W sobotę rano polskiego czasu służby rozpoczęły szturm i uwalnianie zakładników.
IS: 24 zabitych, 40 rannych
Do ataku na restaurację przyznali się bojownicy tzw. Państwa Islamskiego.
Prowadzona przez nich agencja informacyjna Amaq poinformowała w piątek wieczorem na Twitterze o 24 zabitych i 40 rannych. Opublikowano tam także zdjęcia mające potwierdzać ich doniesienia. Terroryści mieli otworzyć ogień do zakładników po tym, jak lokal został oblężony przez policję, jeszcze na kilka godzin przed szturmem.
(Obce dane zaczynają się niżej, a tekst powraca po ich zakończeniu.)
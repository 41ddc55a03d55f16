mod check;
mod completions;
mod explain;
mod generate;

use check::CheckCommand;
use clap::{ArgAction, Parser, Subcommand};
use completions::CompletionsCommand;
use explain::ExplainCommand;
use eyre::Result;
use generate::GenerateCommand;

use crate::logging::Verbosity;

/// Extension trait for exiting on manifest errors with pretty formatting
pub(crate) trait UnwrapOrExit<T> {
    fn unwrap_or_exit(self) -> T;
}

impl<T> UnwrapOrExit<T> for kiln_manifest::Result<T> {
    fn unwrap_or_exit(self) -> T {
        match self {
            Ok(v) => v,
            Err(e) => {
                eprintln!("{:?}", miette::Report::new(*e));
                std::process::exit(1);
            }
        }
    }
}

#[derive(Parser)]
#[command(name = "kiln")]
#[command(version)]
#[command(about = "Generate backend entities, repositories, services and controllers from kiln.toml")]
pub(crate) struct Cli {
    /// More log output (-v info, -vv debug, -vvv trace)
    #[arg(short, long, action = ArgAction::Count, global = true)]
    verbose: u8,

    /// Only log errors
    #[arg(short, long, global = true, conflicts_with = "verbose")]
    quiet: bool,

    #[command(subcommand)]
    command: Commands,
}

impl Cli {
    pub fn verbosity(&self) -> Verbosity {
        Verbosity::from_flags(self.verbose, self.quiet)
    }

    pub fn run(&self) -> Result<()> {
        match &self.command {
            Commands::Generate(cmd) => cmd.run(),
            Commands::Check(cmd) => cmd.run(),
            Commands::Explain(cmd) => cmd.run(),
            Commands::Completions(cmd) => cmd.run(),
        }
    }
}

#[derive(Subcommand)]
enum Commands {
    /// Generate backend code from kiln.toml
    Generate(GenerateCommand),

    /// Validate kiln.toml without generating code
    Check(CheckCommand),

    /// Show the pipeline and what it resolves for every class
    Explain(ExplainCommand),

    /// Generate shell completions
    Completions(CompletionsCommand),
}

#[cfg(test)]
mod tests {
    use clap::CommandFactory;

    use super::*;

    #[test]
    fn test_cli_definition() {
        Cli::command().debug_assert();
    }

    #[test]
    fn test_verbosity_flags() {
        let cli = Cli::parse_from(["kiln", "-vv", "check"]);
        assert_eq!(cli.verbosity(), Verbosity::Verbose(2));

        let cli = Cli::parse_from(["kiln", "check", "--quiet"]);
        assert_eq!(cli.verbosity(), Verbosity::Quiet);
    }
}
Jednak lokalne służby potwierdziły jak dotąd śmierć tylko dwóch osób - funkcjonariuszy policji, którzy zginęli podczas wcześniejszej wymiany ognia z terrorystami. Rannych zostało natomiast co najmniej 20 osób.
- Zastanawiamy się teraz, jak uwolnić zakładników. Naszym priorytetem jest, by stało się to pokojowo i bez ofiar - mówił przed rozpoczęciem szturmu jeden z funkcjonariuszy.
- Panuje tutaj chaos, ulice są zablokowane. Są tu dziesiątki policjantów ze służb specjalnych - relacjonował z kolei jeden z mieszkańców okolicy, gdzie doszło do ataku.
Krzyczeli "Allahu Akbar"
Zaatakowany lokal to restauracja Holey Artisan Bakery - popularna wśród cudzoziemców, w tym dyplomatów.
Według Sumona Rezy, członka personelu, który zdołał uciec z lokalu, do środka weszli mężczyźni uzbrojeni w broń ręczną i ładunki wybuchowe, którzy otworzyli ogień krzycząc "Allahu Akbar" (arab. "Bóg jest wielki").
Zamachy w 160-milionowym Bangladeszu, kraju głównie muzułmańskim, rozpoczęły się w 2013 roku i nasiliły w dwa lata później.
Ich ofiarami padają chrześcijanie, buddyści, hinduiści oraz członkowie muzułmańskich sekt niezwiązanych z sunnizmem, wolnomyśliciele, działacze na rzecz praw homoseksualistów, obywatele obcych państw oraz blogerzy krytykujący islamski fundamentalizm.